### Task inputs:

● ● ●

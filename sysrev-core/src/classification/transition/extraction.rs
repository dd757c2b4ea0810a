//! Extraction transitions.

use super::TransitionError;
use crate::classification::state::{ClassificationStatus, StudyClassification};

/// Include at extraction.
///
/// Rejected if the study was excluded at selection. An undecided selection is
/// promoted to INCLUDED, since reaching extraction implies passing selection.
pub fn include(state: StudyClassification) -> Result<StudyClassification, TransitionError> {
    let selection = match state.selection() {
        ClassificationStatus::Excluded => return Err(TransitionError::ExcludedInSelection),
        ClassificationStatus::Unclassified => ClassificationStatus::Included,
        other => other,
    };
    Ok(StudyClassification::with_statuses(
        selection,
        ClassificationStatus::Included,
    ))
}

/// Exclude at extraction. An undecided selection is excluded too.
pub fn exclude(state: StudyClassification) -> StudyClassification {
    let selection = match state.selection() {
        ClassificationStatus::Unclassified => ClassificationStatus::Excluded,
        other => other,
    };
    StudyClassification::with_statuses(selection, ClassificationStatus::Excluded)
}

/// Unclassify at extraction. Selection is untouched.
pub fn unclassify(state: StudyClassification) -> StudyClassification {
    StudyClassification::with_statuses(state.selection(), ClassificationStatus::Unclassified)
}

#[cfg(test)]
mod tests {
    use super::super::tests::state;
    use super::*;
    use ClassificationStatus::{Duplicated, Excluded, Included, Unclassified};

    #[test]
    fn test_include_promotes_undecided_selection() {
        let next = include(state(Unclassified, Unclassified)).unwrap();
        assert_eq!((next.selection(), next.extraction()), (Included, Included));
    }

    #[test]
    fn test_include_keeps_included_selection() {
        let next = include(state(Included, Excluded)).unwrap();
        assert_eq!((next.selection(), next.extraction()), (Included, Included));
    }

    #[test]
    fn test_include_keeps_duplicated_selection() {
        let next = include(state(Duplicated, Duplicated)).unwrap();
        assert_eq!((next.selection(), next.extraction()), (Duplicated, Included));
    }

    #[test]
    fn test_include_rejected_when_excluded_in_selection() {
        for extraction in [Unclassified, Excluded, Duplicated] {
            assert_eq!(
                include(state(Excluded, extraction)),
                Err(TransitionError::ExcludedInSelection)
            );
        }
    }

    #[test]
    fn test_exclude_excludes_undecided_selection() {
        let next = exclude(state(Unclassified, Unclassified));
        assert_eq!((next.selection(), next.extraction()), (Excluded, Excluded));
    }

    #[test]
    fn test_exclude_keeps_decided_selection() {
        let next = exclude(state(Included, Included));
        assert_eq!((next.selection(), next.extraction()), (Included, Excluded));
    }

    #[test]
    fn test_unclassify_keeps_selection() {
        let next = unclassify(state(Included, Included));
        assert_eq!((next.selection(), next.extraction()), (Included, Unclassified));

        let next = unclassify(state(Excluded, Excluded));
        assert_eq!((next.selection(), next.extraction()), (Excluded, Unclassified));
    }
}
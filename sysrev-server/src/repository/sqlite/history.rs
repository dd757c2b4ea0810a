//! Classification history operations for SQLite repository.
//!
//! Each successful transition is stored in the `classification_history`
//! table with the event name in `event_type` and the full transition as
//! JSON in `event_data`.

use rusqlite::{params, Connection};
use serde::{Deserialize, Serialize};

use super::super::{HistoryEntry, RepositoryError};
use super::SqliteRepository;
use sysrev_core::{ClassificationEvent, StudyClassification, StudyReviewId, SystematicStudyId};

/// Contents of the `event_data` column.
#[derive(Serialize, Deserialize)]
struct TransitionData {
    event: ClassificationEvent,
    from: StudyClassification,
    to: StudyClassification,
}

/// Serialized form of a history entry, ready to be inserted.
pub(super) struct HistoryRow {
    systematic_study_id: String,
    study_review_id: i64,
    event_type: &'static str,
    event_data: String,
    recorded_at: i64,
}

impl HistoryRow {
    pub(super) fn new(entry: &HistoryEntry) -> Result<Self, RepositoryError> {
        let data = TransitionData {
            event: entry.event,
            from: entry.from,
            to: entry.to,
        };
        let event_data = serde_json::to_string(&data)
            .map_err(|e| RepositoryError::storage("serialize history entry", e.to_string()))?;

        Ok(Self {
            systematic_study_id: entry.systematic_study_id.to_string(),
            study_review_id: entry.study_review_id.0,
            event_type: entry.event.log_summary(),
            event_data,
            recorded_at: entry.recorded_at,
        })
    }

    pub(super) fn insert(&self, conn: &Connection) -> Result<(), RepositoryError> {
        conn.execute(
            "INSERT INTO classification_history
                 (systematic_study_id, study_review_id, event_type, event_data, recorded_at)
             VALUES (?1, ?2, ?3, ?4, ?5)",
            params![
                self.systematic_study_id,
                self.study_review_id,
                self.event_type,
                self.event_data,
                self.recorded_at
            ],
        )
        .map_err(|e| RepositoryError::storage("insert history entry", e.to_string()))?;
        Ok(())
    }
}

impl SqliteRepository {
    pub(super) async fn get_history_impl(
        &self,
        systematic_study: SystematicStudyId,
        id: StudyReviewId,
    ) -> Result<Vec<HistoryEntry>, RepositoryError> {
        let conn = self.conn.clone();
        let systematic_study_key = systematic_study.to_string();

        tokio::task::spawn_blocking(move || {
            let conn = conn.lock().unwrap();

            let mut stmt = conn
                .prepare(
                    "SELECT id, event_data, recorded_at
                     FROM classification_history
                     WHERE systematic_study_id = ?1 AND study_review_id = ?2
                     ORDER BY id",
                )
                .map_err(|e| RepositoryError::storage("get_history", e.to_string()))?;

            let rows = stmt
                .query_map(params![systematic_study_key, id.0], |row| {
                    Ok((
                        row.get::<_, i64>(0)?,
                        row.get::<_, String>(1)?,
                        row.get::<_, i64>(2)?,
                    ))
                })
                .map_err(|e| RepositoryError::storage("get_history", e.to_string()))?;

            let mut entries = Vec::new();
            for row in rows {
                let (entry_id, event_data, recorded_at) =
                    row.map_err(|e| RepositoryError::storage("get_history row", e.to_string()))?;

                let data: TransitionData = serde_json::from_str(&event_data)
                    .map_err(|_| RepositoryError::corruption("event_data JSON"))?;

                entries.push(HistoryEntry {
                    id: entry_id,
                    systematic_study_id: systematic_study,
                    study_review_id: id,
                    event: data.event,
                    from: data.from,
                    to: data.to,
                    recorded_at,
                });
            }

            Ok(entries)
        })
        .await
        .map_err(|e| RepositoryError::storage("get_history", e.to_string()))?
    }
}
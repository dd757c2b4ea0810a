fn main() {
    built::write_built_file().expect("Failed to acquire build-time information");

    // Pass through SYSREV_GIT_HASH from the release build environment
    println!("cargo:rerun-if-env-changed=SYSREV_GIT_HASH");
    if let Ok(hash) = std::env::var("SYSREV_GIT_HASH") {
        println!("cargo:rustc-env=SYSREV_GIT_HASH={}", hash);
    }
}
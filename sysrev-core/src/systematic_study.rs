//! Systematic studies and their collaborators.
//!
//! The owner is always a collaborator. Only collaborators may read or
//! classify the study reviews of a systematic study.

use serde::{Deserialize, Serialize};
use std::collections::BTreeSet;
use thiserror::Error;

use crate::ids::{ResearcherId, SystematicStudyId};

#[derive(Debug, Clone, PartialEq, Eq, Error)]
pub enum SystematicStudyError {
    #[error("{field} can not be blank")]
    BlankField { field: &'static str },

    #[error("the owner can not be removed from the collaborators")]
    OwnerRemoval,

    #[error("researcher {0} is not a collaborator")]
    NotCollaborator(ResearcherId),
}

#[derive(Debug, Clone, PartialEq, Eq, Serialize, Deserialize)]
#[serde(rename_all = "camelCase")]
pub struct SystematicStudy {
    id: SystematicStudyId,
    pub title: String,
    pub description: String,
    owner: ResearcherId,
    collaborators: BTreeSet<ResearcherId>,
}

impl SystematicStudy {
    pub fn new(
        id: SystematicStudyId,
        title: impl Into<String>,
        description: impl Into<String>,
        owner: ResearcherId,
    ) -> Result<Self, SystematicStudyError> {
        let title = title.into();
        let description = description.into();
        if title.trim().is_empty() {
            return Err(SystematicStudyError::BlankField { field: "title" });
        }
        if description.trim().is_empty() {
            return Err(SystematicStudyError::BlankField {
                field: "description",
            });
        }
        Ok(Self {
            id,
            title,
            description,
            owner,
            collaborators: BTreeSet::from([owner]),
        })
    }

    pub fn id(&self) -> SystematicStudyId {
        self.id
    }

    pub fn owner(&self) -> ResearcherId {
        self.owner
    }

    pub fn collaborators(&self) -> &BTreeSet<ResearcherId> {
        &self.collaborators
    }

    pub fn contains_collaborator(&self, researcher: ResearcherId) -> bool {
        self.collaborators.contains(&researcher)
    }

    pub fn add_collaborator(&mut self, researcher: ResearcherId) -> bool {
        self.collaborators.insert(researcher)
    }

    pub fn remove_collaborator(&mut self, researcher: ResearcherId) -> Result<(), SystematicStudyError> {
        if researcher == self.owner {
            return Err(SystematicStudyError::OwnerRemoval);
        }
        if !self.collaborators.remove(&researcher) {
            return Err(SystematicStudyError::NotCollaborator(researcher));
        }
        Ok(())
    }

    /// Hand the study over to another researcher, who becomes a collaborator
    /// if they were not one already.
    pub fn change_owner(&mut self, researcher: ResearcherId) {
        self.collaborators.insert(researcher);
        self.owner = researcher;
    }
}
//! Events that trigger classification transitions.
//!
//! Events are what a researcher (or the duplicate-detection workflow) asked
//! for. They are inputs to the pure transition function.

use serde::{Deserialize, Serialize};
use std::fmt;

use super::state::ClassificationStatus;
use super::transition::TransitionError;

/// Review phase a status change applies to.
#[derive(Debug, Clone, Copy, PartialEq, Eq, Hash, Serialize, Deserialize)]
#[serde(rename_all = "SCREAMING_SNAKE_CASE")]
pub enum Phase {
    Selection,
    Extraction,
}

impl fmt::Display for Phase {
    fn fmt(&self, f: &mut fmt::Formatter<'_>) -> fmt::Result {
        match self {
            Self::Selection => write!(f, "selection"),
            Self::Extraction => write!(f, "extraction"),
        }
    }
}

/// All events that can change a study's classification.
#[derive(Debug, Clone, Copy, PartialEq, Eq, Hash, Serialize, Deserialize)]
#[serde(rename_all = "SCREAMING_SNAKE_CASE")]
pub enum ClassificationEvent {
    // =========================================================================
    // Selection (title/abstract screening)
    // =========================================================================
    IncludeInSelection,
    /// Also excludes in extraction unless extraction is already EXCLUDED or DUPLICATED.
    ExcludeInSelection,
    /// Resets both phases.
    UnclassifyInSelection,

    // =========================================================================
    // Extraction (full text)
    // =========================================================================
    /// Rejected when selection is EXCLUDED; promotes an undecided selection.
    IncludeInExtraction,
    /// Excludes an undecided selection as well.
    ExcludeInExtraction,
    UnclassifyInExtraction,

    // =========================================================================
    // Duplicate detection
    // =========================================================================
    /// The study is a duplicate of another study review in the same systematic study.
    MarkAsDuplicated,
}

impl ClassificationEvent {
    /// Map a requested status for a phase onto the event that produces it.
    ///
    /// DUPLICATED is a valid status but cannot be requested through a phase;
    /// it is only set by marking a study as a duplicate of another one.
    pub fn for_status(phase: Phase, status: ClassificationStatus) -> Result<Self, TransitionError> {
        use ClassificationStatus as S;
        match (phase, status) {
            (Phase::Selection, S::Included) => Ok(Self::IncludeInSelection),
            (Phase::Selection, S::Excluded) => Ok(Self::ExcludeInSelection),
            (Phase::Selection, S::Unclassified) => Ok(Self::UnclassifyInSelection),
            (Phase::Extraction, S::Included) => Ok(Self::IncludeInExtraction),
            (Phase::Extraction, S::Excluded) => Ok(Self::ExcludeInExtraction),
            (Phase::Extraction, S::Unclassified) => Ok(Self::UnclassifyInExtraction),
            (phase, S::Duplicated) => Err(TransitionError::StatusNotAssignable { phase, status }),
        }
    }

    /// Short name for logs.
    pub fn log_summary(&self) -> &'static str {
        match self {
            Self::IncludeInSelection => "IncludeInSelection",
            Self::ExcludeInSelection => "ExcludeInSelection",
            Self::UnclassifyInSelection => "UnclassifyInSelection",
            Self::IncludeInExtraction => "IncludeInExtraction",
            Self::ExcludeInExtraction => "ExcludeInExtraction",
            Self::UnclassifyInExtraction => "UnclassifyInExtraction",
            Self::MarkAsDuplicated => "MarkAsDuplicated",
        }
    }
}

#[cfg(test)]
mod tests {
    use super::*;

    #[test]
    fn test_for_status_maps_each_phase() {
        assert_eq!(
            ClassificationEvent::for_status(Phase::Selection, ClassificationStatus::Excluded),
            Ok(ClassificationEvent::ExcludeInSelection)
        );
        assert_eq!(
            ClassificationEvent::for_status(Phase::Extraction, ClassificationStatus::Included),
            Ok(ClassificationEvent::IncludeInExtraction)
        );
        assert_eq!(
            ClassificationEvent::for_status(Phase::Extraction, ClassificationStatus::Unclassified),
            Ok(ClassificationEvent::UnclassifyInExtraction)
        );
    }

    #[test]
    fn test_for_status_rejects_duplicated() {
        for phase in [Phase::Selection, Phase::Extraction] {
            let err =
                ClassificationEvent::for_status(phase, ClassificationStatus::Duplicated).unwrap_err();
            assert!(matches!(err, TransitionError::StatusNotAssignable { .. }));
        }
    }

    #[test]
    fn test_event_serializes_as_screaming_snake_case() {
        let json = serde_json::to_string(&ClassificationEvent::ExcludeInSelection).unwrap();
        assert_eq!(json, "\"EXCLUDE_IN_SELECTION\"");
    }
}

● ● ●

Return every line of the data above in which "description" appears.

### Written response:
    pub description: String,
        description: impl Into<String>,
        let description = description.into();
        if description.trim().is_empty() {
                field: "description",
            description,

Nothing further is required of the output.